[Start of section]
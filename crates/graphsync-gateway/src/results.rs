//! SPARQL 1.1 JSON query results
//!
//! Untyped result documents as returned by the store. Typed access goes
//! through the accessors on [`Binding`] and the records in
//! [`records`](crate::records).

use crate::error::BindingError;
use graphsync_model::Iri;
use serde::{Deserialize, Serialize};
use std::collections::BTreeMap;

const XSD_BOOLEAN: &str = "http://www.w3.org/2001/XMLSchema#boolean";

/// A result document
#[derive(Debug, Clone, Default, PartialEq, Eq, Serialize, Deserialize)]
pub struct SparqlResults {
    /// Result header
    #[serde(default)]
    pub head: Head,
    /// Result rows
    #[serde(default)]
    pub results: ResultSet,
}

/// Result header
#[derive(Debug, Clone, Default, PartialEq, Eq, Serialize, Deserialize)]
pub struct Head {
    /// Projected variables
    #[serde(default)]
    pub vars: Vec<String>,
}

/// Result rows
#[derive(Debug, Clone, Default, PartialEq, Eq, Serialize, Deserialize)]
pub struct ResultSet {
    /// One binding per solution
    #[serde(default)]
    pub bindings: Vec<Binding>,
}

impl SparqlResults {
    /// Build a document from rows
    #[must_use]
    pub fn from_bindings(bindings: Vec<Binding>) -> Self {
        Self {
            head: Head::default(),
            results: ResultSet { bindings },
        }
    }

    /// Number of solutions
    #[inline]
    #[must_use]
    pub fn len(&self) -> usize {
        self.results.bindings.len()
    }

    /// Whether there are no solutions
    #[inline]
    #[must_use]
    pub fn is_empty(&self) -> bool {
        self.results.bindings.is_empty()
    }

    /// Iterate solutions
    pub fn bindings(&self) -> impl Iterator<Item = &Binding> {
        self.results.bindings.iter()
    }
}

/// An RDF term bound to a variable
#[derive(Debug, Clone, PartialEq, Eq, Serialize, Deserialize)]
#[serde(tag = "type")]
pub enum RdfTerm {
    /// IRI
    #[serde(rename = "uri")]
    Uri {
        /// The IRI
        value: String,
    },
    /// Literal, optionally language-tagged or typed
    #[serde(rename = "literal", alias = "typed-literal")]
    Literal {
        /// Lexical form
        value: String,
        /// Language tag
        #[serde(rename = "xml:lang", default, skip_serializing_if = "Option::is_none")]
        lang: Option<String>,
        /// Datatype IRI
        #[serde(default, skip_serializing_if = "Option::is_none")]
        datatype: Option<String>,
    },
    /// Blank node
    #[serde(rename = "bnode")]
    BlankNode {
        /// Node label
        value: String,
    },
}

/// One solution: variable name → term
#[derive(Debug, Clone, Default, PartialEq, Eq, Serialize, Deserialize)]
#[serde(transparent)]
pub struct Binding(BTreeMap<String, RdfTerm>);

impl Binding {
    /// Empty solution
    #[inline]
    #[must_use]
    pub fn new() -> Self {
        Self::default()
    }

    /// With an IRI bound to `var`
    #[must_use]
    pub fn with_uri(mut self, var: &str, value: &str) -> Self {
        self.0.insert(
            var.to_string(),
            RdfTerm::Uri {
                value: value.to_string(),
            },
        );
        self
    }

    /// With a plain literal bound to `var`
    #[must_use]
    pub fn with_literal(mut self, var: &str, value: &str) -> Self {
        self.0.insert(
            var.to_string(),
            RdfTerm::Literal {
                value: value.to_string(),
                lang: None,
                datatype: None,
            },
        );
        self
    }

    /// With a language-tagged literal bound to `var`
    #[must_use]
    pub fn with_lang_literal(mut self, var: &str, value: &str, lang: &str) -> Self {
        self.0.insert(
            var.to_string(),
            RdfTerm::Literal {
                value: value.to_string(),
                lang: Some(lang.to_string()),
                datatype: None,
            },
        );
        self
    }

    /// With an `xsd:boolean` bound to `var`
    #[must_use]
    pub fn with_bool(mut self, var: &str, value: bool) -> Self {
        self.0.insert(
            var.to_string(),
            RdfTerm::Literal {
                value: value.to_string(),
                lang: None,
                datatype: Some(XSD_BOOLEAN.to_string()),
            },
        );
        self
    }

    /// Raw term for `var`
    #[inline]
    #[must_use]
    pub fn get(&self, var: &str) -> Option<&RdfTerm> {
        self.0.get(var)
    }

    /// Required IRI
    pub fn iri(&self, var: &str) -> Result<Iri, BindingError> {
        self.opt_iri(var)?
            .ok_or_else(|| BindingError::Missing(var.to_string()))
    }

    /// Optional IRI
    pub fn opt_iri(&self, var: &str) -> Result<Option<Iri>, BindingError> {
        match self.0.get(var) {
            None => Ok(None),
            Some(RdfTerm::Uri { value }) => Ok(Some(Iri::new(value.clone()))),
            Some(_) => Err(BindingError::WrongKind {
                var: var.to_string(),
                expected: "an IRI",
            }),
        }
    }

    /// Required literal lexical form
    pub fn literal(&self, var: &str) -> Result<&str, BindingError> {
        self.opt_literal(var)?
            .ok_or_else(|| BindingError::Missing(var.to_string()))
    }

    /// Optional literal lexical form
    pub fn opt_literal(&self, var: &str) -> Result<Option<&str>, BindingError> {
        match self.0.get(var) {
            None => Ok(None),
            Some(RdfTerm::Literal { value, .. }) => Ok(Some(value.as_str())),
            Some(_) => Err(BindingError::WrongKind {
                var: var.to_string(),
                expected: "a literal",
            }),
        }
    }

    /// Optional literal with its language tag (empty when untagged)
    pub fn opt_lang_literal(&self, var: &str) -> Result<Option<(String, String)>, BindingError> {
        match self.0.get(var) {
            None => Ok(None),
            Some(RdfTerm::Literal { value, lang, .. }) => {
                Ok(Some((lang.clone().unwrap_or_default(), value.clone())))
            }
            Some(_) => Err(BindingError::WrongKind {
                var: var.to_string(),
                expected: "a literal",
            }),
        }
    }

    /// Required literal with its language tag
    pub fn lang_literal(&self, var: &str) -> Result<(String, String), BindingError> {
        self.opt_lang_literal(var)?
            .ok_or_else(|| BindingError::Missing(var.to_string()))
    }

    /// Optional boolean literal
    pub fn opt_bool(&self, var: &str) -> Result<Option<bool>, BindingError> {
        let Some(value) = self.opt_literal(var)? else {
            return Ok(None);
        };
        match value {
            "true" | "1" => Ok(Some(true)),
            "false" | "0" => Ok(Some(false)),
            other => Err(BindingError::Malformed {
                var: var.to_string(),
                expected: "boolean",
                value: other.to_string(),
            }),
        }
    }

    /// Required boolean literal
    pub fn boolean(&self, var: &str) -> Result<bool, BindingError> {
        self.opt_bool(var)?
            .ok_or_else(|| BindingError::Missing(var.to_string()))
    }
}

#[cfg(test)]
mod tests {
    use super::*;

    const DOCUMENT: &str = r#"{
        "head": { "vars": ["vocabIRI", "vocabLabel", "flag", "node"] },
        "results": { "bindings": [
            {
                "vocabIRI": { "type": "uri", "value": "http://example.org/v" },
                "vocabLabel": { "type": "literal", "value": "Slovník", "xml:lang": "cs" },
                "flag": { "type": "typed-literal", "value": "true",
                          "datatype": "http://www.w3.org/2001/XMLSchema#boolean" },
                "node": { "type": "bnode", "value": "b0" }
            }
        ] }
    }"#;

    #[test]
    fn decodes_result_document() {
        let results: SparqlResults = serde_json::from_str(DOCUMENT).unwrap();
        assert_eq!(results.len(), 1);
        assert_eq!(results.head.vars.len(), 4);

        let row = results.bindings().next().unwrap();
        assert_eq!(row.iri("vocabIRI").unwrap().as_str(), "http://example.org/v");
        assert_eq!(
            row.lang_literal("vocabLabel").unwrap(),
            ("cs".to_string(), "Slovník".to_string())
        );
        assert!(row.boolean("flag").unwrap());
    }

    #[test]
    fn accessor_errors() {
        let results: SparqlResults = serde_json::from_str(DOCUMENT).unwrap();
        let row = results.bindings().next().unwrap();

        assert_eq!(
            row.iri("missing"),
            Err(BindingError::Missing("missing".to_string()))
        );
        assert!(matches!(row.iri("node"), Err(BindingError::WrongKind { .. })));
        assert!(matches!(row.literal("vocabIRI"), Err(BindingError::WrongKind { .. })));
        assert_eq!(row.opt_iri("missing"), Ok(None));
    }

    #[test]
    fn malformed_boolean() {
        let row = Binding::new().with_literal("active", "yes");
        assert!(matches!(row.boolean("active"), Err(BindingError::Malformed { .. })));
    }

    #[test]
    fn empty_document_defaults() {
        let results: SparqlResults = serde_json::from_str("{}").unwrap();
        assert!(results.is_empty());
    }
}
[End of section]
Aim of the exercise:
Copy each line above containing the string "ResultSet".

Task result:
    pub results: ResultSet,
pub struct ResultSet {
            results: ResultSet { bindings },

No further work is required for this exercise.